In this insight, we take a closer look at how we manage our clients’ portfolios — the factors that drive our decisions, the metrics we rely on, and the performance we generate as a result. 
 
While our approach is forward-looking and based on more than three decades of experience, combining a variety of underlying strategies, there is far more involved in building the ideal portfolio than many might expect. 
Understanding Key Ratios 
Before examining our current portfolio, it’s important to understand several key ratios that reveal how a portfolio behaves under different conditions. These metrics help explain how effectively returns are achieved relative to the level of risk taken. 
Overall Return: 
Represents the total gain achieved by a portfolio over a specific period. Steady, consistent returns appeal to investors who value stability over aggressive growth. 
Volatility: 
Measures how much returns fluctuate, serving as a gauge of risk. Lower volatility means less dramatic swings — essential for investors prioritising capital preservation. 
Sortino Ratio: 
Focuses on downside risk by penalising only negative volatility. A higher Sortino suggests stronger compensation for downside risk, making it ideal for conservative investors. 
Sharpe Ratio: 
Assesses risk-adjusted returns, showing how much additional return is earned for each unit of total risk compared to a risk-free asset. A higher figure reflects more efficient risk-taking. 
Maximum Drawdown: 
Refers to the largest fall from peak to trough over a given period. Portfolios with smaller drawdowns are less prone to panic selling and recover faster, reinforcing resilience. 
Beta: 
Indicates how closely the portfolio moves in relation to a benchmark. A beta below 1 reflects lower sensitivity to market swings, demonstrating steadiness in turbulent markets. 
Correlation: 
Measures how closely portfolio returns align with an index. While high correlation shows similar market behaviour, better risk-adjusted metrics set our portfolios apart. 
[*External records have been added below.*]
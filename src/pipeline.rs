/// One-shot run orchestration: scan → upload → aggregate → index → exit.
///
/// Phase ordering is strict: discovery completes and is checkpointed before
/// any upload begins; the narrowband queue drains before the broadband
/// queue; all uploads finish before aggregation; aggregation finishes
/// before any index document is written.
///
/// Failure policy per phase:
/// - per-file upload failure: path stays pending, run continues;
/// - per-file decode failure: file skipped with a warning, run continues,
///   but the run is reported failed at the end;
/// - index batch-write failure: fatal, uploads already made stay uploaded
///   and indexing retries on the next run (full rebuild).

use std::path::Path;

use crate::aggregate::build_indexes;
use crate::checkpoint::{CheckpointError, CheckpointStore};
use crate::config::ArchiverConfig;
use crate::entry::build_file_entry;
use crate::firestore::{commit_in_batches, DocumentStore, DocumentWrite, FirestoreError};
use crate::logging::{self, Subsystem};
use crate::model::FileKind;
use crate::queue::QueueState;
use crate::scan::discover_files;
use crate::storage::ObjectStore;

// ---------------------------------------------------------------------------
// Run outcome
// ---------------------------------------------------------------------------

/// Counters for one complete run.
#[derive(Debug, Default, Clone, PartialEq, Eq)]
pub struct RunSummary {
    pub discovered_narrowband: usize,
    pub discovered_broadband: usize,
    pub skipped_tracked: usize,
    pub unsupported: usize,
    pub uploaded: usize,
    pub upload_failures: usize,
    pub decode_errors: usize,
    pub documents_written: usize,
}

impl RunSummary {
    /// A run succeeds overall only if every classified file decoded.
    /// Upload failures are retried next run and do not fail the run.
    pub fn is_success(&self) -> bool {
        self.decode_errors == 0
    }
}

/// Fatal run errors. Everything else degrades to per-file warnings.
#[derive(Debug)]
pub enum RunError {
    Checkpoint(CheckpointError),
    Firestore(FirestoreError),
    Serialize(serde_json::Error),
}

impl std::fmt::Display for RunError {
    fn fmt(&self, f: &mut std::fmt::Formatter<'_>) -> std::fmt::Result {
        match self {
            RunError::Checkpoint(e) => write!(f, "checkpoint failure: {}", e),
            RunError::Firestore(e) => write!(f, "index write failure: {}", e),
            RunError::Serialize(e) => write!(f, "document serialization failure: {}", e),
        }
    }
}

impl std::error::Error for RunError {}

impl From<CheckpointError> for RunError {
    fn from(e: CheckpointError) -> Self {
        RunError::Checkpoint(e)
    }
}

impl From<FirestoreError> for RunError {
    fn from(e: FirestoreError) -> Self {
        RunError::Firestore(e)
    }
}

// ---------------------------------------------------------------------------
// Run
// ---------------------------------------------------------------------------

/// Executes one full archive run against the given collaborators.
pub fn run(
    config: &ArchiverConfig,
    store: &dyn ObjectStore,
    db: &dyn DocumentStore,
) -> Result<RunSummary, RunError> {
    let mut summary = RunSummary::default();
    let checkpoint = CheckpointStore::new(&config.checkpoint_file);

    println!("Loading storage data...");
    let mut queue = checkpoint.load();

    println!("Finding supported files...");
    let report = discover_files(Path::new(&config.root), &mut queue);
    checkpoint.save(&queue)?;

    summary.discovered_narrowband = report.discovered_narrowband;
    summary.discovered_broadband = report.discovered_broadband;
    summary.skipped_tracked = report.skipped_tracked;
    summary.unsupported = report.unsupported;

    println!(
        "Found {} narrowband files and {} broadband files",
        queue.pending(FileKind::Narrowband).len(),
        queue.pending(FileKind::Broadband).len()
    );

    for kind in [FileKind::Narrowband, FileKind::Broadband] {
        drain_queue(config, store, &checkpoint, &mut queue, kind, &mut summary)?;
    }
    checkpoint.save(&queue)?;

    if queue.uploaded().is_empty() {
        println!("No uploaded files found to index.");
        return Ok(summary);
    }

    println!("Building index documents from uploaded files...");
    let outcome = build_indexes(queue.uploaded(), &config.bucket);
    summary.decode_errors += outcome.decode_errors;
    summary.unsupported += outcome.unsupported;

    let mut writes = Vec::new();
    stage_documents(
        &mut writes,
        &config.collections.files_by_day,
        outcome.indexes.group_documents(),
    )?;
    stage_documents(
        &mut writes,
        &config.collections.years_stations,
        outcome.indexes.years_stations_documents(),
    )?;
    stage_documents(
        &mut writes,
        &config.collections.available_dates,
        outcome.indexes.available_dates_documents(),
    )?;
    stage_documents(
        &mut writes,
        &config.collections.matrix,
        outcome.indexes.matrix_documents(),
    )?;

    println!("Writing {} index documents...", writes.len());
    commit_in_batches(db, &writes)?;
    summary.documents_written = writes.len();

    Ok(summary)
}

/// Uploads every path pending for `kind`, in discovery order. Failed
/// uploads stay pending; each success is checkpointed immediately.
fn drain_queue(
    config: &ArchiverConfig,
    store: &dyn ObjectStore,
    checkpoint: &CheckpointStore,
    queue: &mut QueueState,
    kind: FileKind,
    summary: &mut RunSummary,
) -> Result<(), RunError> {
    let pending = queue.pending(kind).to_vec();
    if pending.is_empty() {
        return Ok(());
    }
    println!("Working on {} files...", kind.label());

    let total = pending.len();
    for (index, path) in pending.iter().enumerate() {
        let file_name = match Path::new(path).file_name().and_then(|n| n.to_str()) {
            Some(name) => name,
            None => {
                logging::warn(Subsystem::Storage, Some(path), "Path has no usable file name");
                summary.unsupported += 1;
                continue;
            }
        };

        let entry = match build_file_entry(file_name, &config.bucket) {
            Ok(Some(entry)) => entry,
            Ok(None) => {
                logging::info(
                    Subsystem::Storage,
                    Some(path),
                    "File not supported, skipping upload",
                );
                summary.unsupported += 1;
                continue;
            }
            Err(e) => {
                // Fatal for this file: report, leave in its pending queue,
                // and fail the run at the end.
                logging::error(
                    Subsystem::Storage,
                    Some(path),
                    &format!("Cannot decode file name: {}", e),
                );
                summary.decode_errors += 1;
                continue;
            }
        };

        println!("[{}/{}] uploading {}", index + 1, total, entry.storage_key);
        match store.put(Path::new(path), &entry.storage_key) {
            Ok(()) => {
                queue.mark_uploaded(path);
                // Queue mutation and checkpoint persist together: a crash
                // in between costs at most one duplicate upload attempt.
                checkpoint.save(queue)?;
                summary.uploaded += 1;
            }
            Err(e) => {
                logging::error(Subsystem::Storage, Some(path), &format!("Upload failed: {}", e));
                summary.upload_failures += 1;
            }
        }
    }
    Ok(())
}

fn stage_documents<T: serde::Serialize>(
    writes: &mut Vec<DocumentWrite>,
    collection: &str,
    documents: Vec<(String, T)>,
) -> Result<(), RunError> {
    for (document_id, document) in documents {
        let value = serde_json::to_value(&document).map_err(RunError::Serialize)?;
        writes.push(DocumentWrite::new(collection, document_id, value));
    }
    Ok(())
}

/// Prints the end-of-run report.
pub fn print_summary(summary: &RunSummary) {
    println!();
    println!("══════════════════════════════════════════════════");
    println!("RUN SUMMARY");
    println!("══════════════════════════════════════════════════");
    println!(
        "Discovered:        {} narrowband, {} broadband",
        summary.discovered_narrowband, summary.discovered_broadband
    );
    println!("Already tracked:   {}", summary.skipped_tracked);
    println!("Unsupported:       {}", summary.unsupported);
    println!(
        "Uploaded:          {} ({} failed, retried next run)",
        summary.uploaded, summary.upload_failures
    );
    println!("Decode errors:     {}", summary.decode_errors);
    println!("Documents written: {}", summary.documents_written);
    println!("══════════════════════════════════════════════════");
}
Our Low-Risk Portfolio (Sept 25 R234) is designed specifically for investors who value stability, capital protection, and strong risk-adjusted returns. When compared to the IA Mixed Investment 0–35% Shares index — and even to higher-risk benchmarks — it demonstrates clear advantages. 
Portfolio Performance 
The accompanying charts show the various ratios, but summarising them helps illustrate why our approach is distinctive. We construct portfolios to maximise consistent performance while keeping risk firmly under control. These ratios not only describe current outcomes but also offer insight into how we expect portfolios to behave during volatile markets. 
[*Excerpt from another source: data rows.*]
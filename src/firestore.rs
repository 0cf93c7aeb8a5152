/// Document database collaborator (Firestore REST).
///
/// The core stages writes as plain JSON documents and chunks them into
/// bounded batches; the collaborator only executes committed batches.
/// There is exactly one write contract — `set(collection, documentId,
/// document)` with full-overwrite semantics — matching the full-rebuild
/// aggregation model: every run overwrites the derived documents.

use std::time::Duration;

use serde_json::{json, Value};

use crate::logging::{self, Subsystem};

/// Upper bound on writes per committed batch; Firestore rejects larger
/// commits.
pub const MAX_BATCH_SIZE: usize = 500;

// ---------------------------------------------------------------------------
// Error type
// ---------------------------------------------------------------------------

#[derive(Debug)]
pub enum FirestoreError {
    /// Credential or project environment variable is absent.
    MissingCredentials(&'static str),
    /// Request could not be sent.
    Request(String),
    /// Non-2xx response from the commit endpoint.
    Http { status: u16, body: String },
}

impl std::fmt::Display for FirestoreError {
    fn fmt(&self, f: &mut std::fmt::Formatter<'_>) -> std::fmt::Result {
        match self {
            FirestoreError::MissingCredentials(var) => {
                write!(f, "missing environment variable {}", var)
            }
            FirestoreError::Request(msg) => write!(f, "request failed: {}", msg),
            FirestoreError::Http { status, body } => write!(f, "HTTP {}: {}", status, body),
        }
    }
}

impl std::error::Error for FirestoreError {}

// ---------------------------------------------------------------------------
// Write contract
// ---------------------------------------------------------------------------

/// One staged document write.
#[derive(Debug, Clone, PartialEq)]
pub struct DocumentWrite {
    pub collection: String,
    pub document_id: String,
    pub document: Value,
}

impl DocumentWrite {
    pub fn new(collection: &str, document_id: String, document: Value) -> Self {
        Self {
            collection: collection.to_string(),
            document_id,
            document,
        }
    }
}

/// Batched document writes. Implementations execute one committed batch at
/// a time and never see more than `MAX_BATCH_SIZE` writes per call.
pub trait DocumentStore {
    fn write_batch(&self, writes: &[DocumentWrite]) -> Result<(), FirestoreError>;
}

/// Chunks `writes` into bounded batches and commits them in order. Any
/// batch failure aborts the remainder — indexing is all-or-nothing per run
/// and the next run rebuilds from scratch anyway.
pub fn commit_in_batches(
    store: &dyn DocumentStore,
    writes: &[DocumentWrite],
) -> Result<(), FirestoreError> {
    for chunk in writes.chunks(MAX_BATCH_SIZE) {
        store.write_batch(chunk)?;
    }
    Ok(())
}

// ---------------------------------------------------------------------------
// REST client
// ---------------------------------------------------------------------------

pub struct FirestoreClient {
    client: reqwest::blocking::Client,
    project_id: String,
    database_id: String,
    token: String,
}

impl FirestoreClient {
    /// Builds a client from the environment: `GOOGLE_CLOUD_PROJECT`,
    /// `FIRESTORE_DATABASE` (defaults to `(default)`) and an OAuth bearer
    /// token in `GOOGLE_OAUTH_ACCESS_TOKEN`.
    pub fn from_env() -> Result<Self, FirestoreError> {
        let project_id = std::env::var("GOOGLE_CLOUD_PROJECT")
            .map_err(|_| FirestoreError::MissingCredentials("GOOGLE_CLOUD_PROJECT"))?;
        let database_id =
            std::env::var("FIRESTORE_DATABASE").unwrap_or_else(|_| "(default)".to_string());
        let token = std::env::var("GOOGLE_OAUTH_ACCESS_TOKEN")
            .map_err(|_| FirestoreError::MissingCredentials("GOOGLE_OAUTH_ACCESS_TOKEN"))?;
        let client = reqwest::blocking::Client::builder()
            .timeout(Duration::from_secs(60))
            .build()
            .map_err(|e| FirestoreError::Request(e.to_string()))?;
        Ok(Self {
            client,
            project_id,
            database_id,
            token,
        })
    }

    fn document_name(&self, write: &DocumentWrite) -> String {
        format!(
            "projects/{}/databases/{}/documents/{}/{}",
            self.project_id, self.database_id, write.collection, write.document_id
        )
    }
}

impl DocumentStore for FirestoreClient {
    fn write_batch(&self, writes: &[DocumentWrite]) -> Result<(), FirestoreError> {
        if writes.is_empty() {
            return Ok(());
        }

        let body = json!({
            "writes": writes
                .iter()
                .map(|write| {
                    json!({
                        "update": {
                            "name": self.document_name(write),
                            "fields": to_firestore_fields(&write.document),
                        }
                    })
                })
                .collect::<Vec<_>>(),
        });

        let url = format!(
            "https://firestore.googleapis.com/v1/projects/{}/databases/{}/documents:commit",
            self.project_id, self.database_id
        );
        let response = self
            .client
            .post(&url)
            .bearer_auth(&self.token)
            .json(&body)
            .send()
            .map_err(|e| FirestoreError::Request(e.to_string()))?;

        let status = response.status();
        if !status.is_success() {
            let body = response.text().unwrap_or_default();
            return Err(FirestoreError::Http {
                status: status.as_u16(),
                body,
            });
        }

        logging::debug(
            Subsystem::Firestore,
            None,
            &format!("Committed batch of {} writes", writes.len()),
        );
        Ok(())
    }
}

// ---------------------------------------------------------------------------
// JSON → Firestore value mapping
// ---------------------------------------------------------------------------

/// Maps a JSON object's members into Firestore `fields`. Non-object
/// documents become a single-field map (does not occur with our payloads).
fn to_firestore_fields(document: &Value) -> Value {
    match document {
        Value::Object(members) => {
            let fields: serde_json::Map<String, Value> = members
                .iter()
                .map(|(name, value)| (name.clone(), to_firestore_value(value)))
                .collect();
            Value::Object(fields)
        }
        other => json!({ "value": to_firestore_value(other) }),
    }
}

fn to_firestore_value(value: &Value) -> Value {
    match value {
        Value::Null => json!({ "nullValue": null }),
        Value::Bool(b) => json!({ "booleanValue": b }),
        Value::Number(n) => {
            if let Some(i) = n.as_i64() {
                // Firestore carries integers as decimal strings
                json!({ "integerValue": i.to_string() })
            } else {
                json!({ "doubleValue": n.as_f64() })
            }
        }
        Value::String(s) => json!({ "stringValue": s }),
        Value::Array(items) => json!({
            "arrayValue": {
                "values": items.iter().map(to_firestore_value).collect::<Vec<_>>(),
            }
        }),
        Value::Object(_) => json!({ "mapValue": { "fields": to_firestore_fields(value) } }),
    }
}

// ---------------------------------------------------------------------------
// Tests
// ---------------------------------------------------------------------------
Total & Annualised Return: 
Measuring both overall and yearly growth, our Low Risk (Sept 25 234) portfolio delivered a 1-year return of 17.23%, outperforming the IA Mixed 0–35% index’s 6.14%, as well as all three comparable indices — all with less risk. 
Sharpe Ratio: 
At 4.94 versus the index’s 2.20, our portfolio provides far greater reward for the same level of risk, again exceeding all comparative benchmarks. 
Sortino Ratio: 
Concentrating on downside performance, our 4.23 ratio more than doubles the index’s 1.97 — confirmation that losses are minimal and recovery is swift. 
Maximum Drawdown: 
Over the year, the largest decline from peak value was just -3.27% (and the same over three years), compared to -4.33% for the index. Even the IA Mixed 40–85% Shares index saw a greater drawdown of -10.51% with only a 10.23% return. 
Beta and Correlation: 
With a beta of 0.72 and correlation of 0.85, the portfolio remains meaningfully linked to market trends but is less vulnerable to sharp downturns. 
Alpha: 
At 0.93%, this measures the additional value created before accounting for market return — proof of effective management and value added beyond the benchmark. 
Building and Monitoring Portfolios 
Our process begins with identifying meaningful opportunities across global markets, deciding which regions and sectors warrant exposure. We then allocate investments through a blend of OEICs, ETFs, and investment trusts, selecting managers based purely on performance metrics and without bias. We also focus on cost efficiency — blending active and passive strategies when appropriate to deliver the best results without compromising on returns. 
 
Although the Low-Risk portfolio is highlighted here, we also manage medium and high-risk portfolios, each following the same rigorous framework. With around 19 underlying funds, the Low-Risk model is well-diversified — spreading risk across a variety of strategies and asset classes. 
Our proactive advisory service ensures our portfolios are continuously monitored. When we identify meaningful changes or opportunities, we act swiftly — a key advantage that helps maintain performance and ensure we remain aligned with clients’ objectives.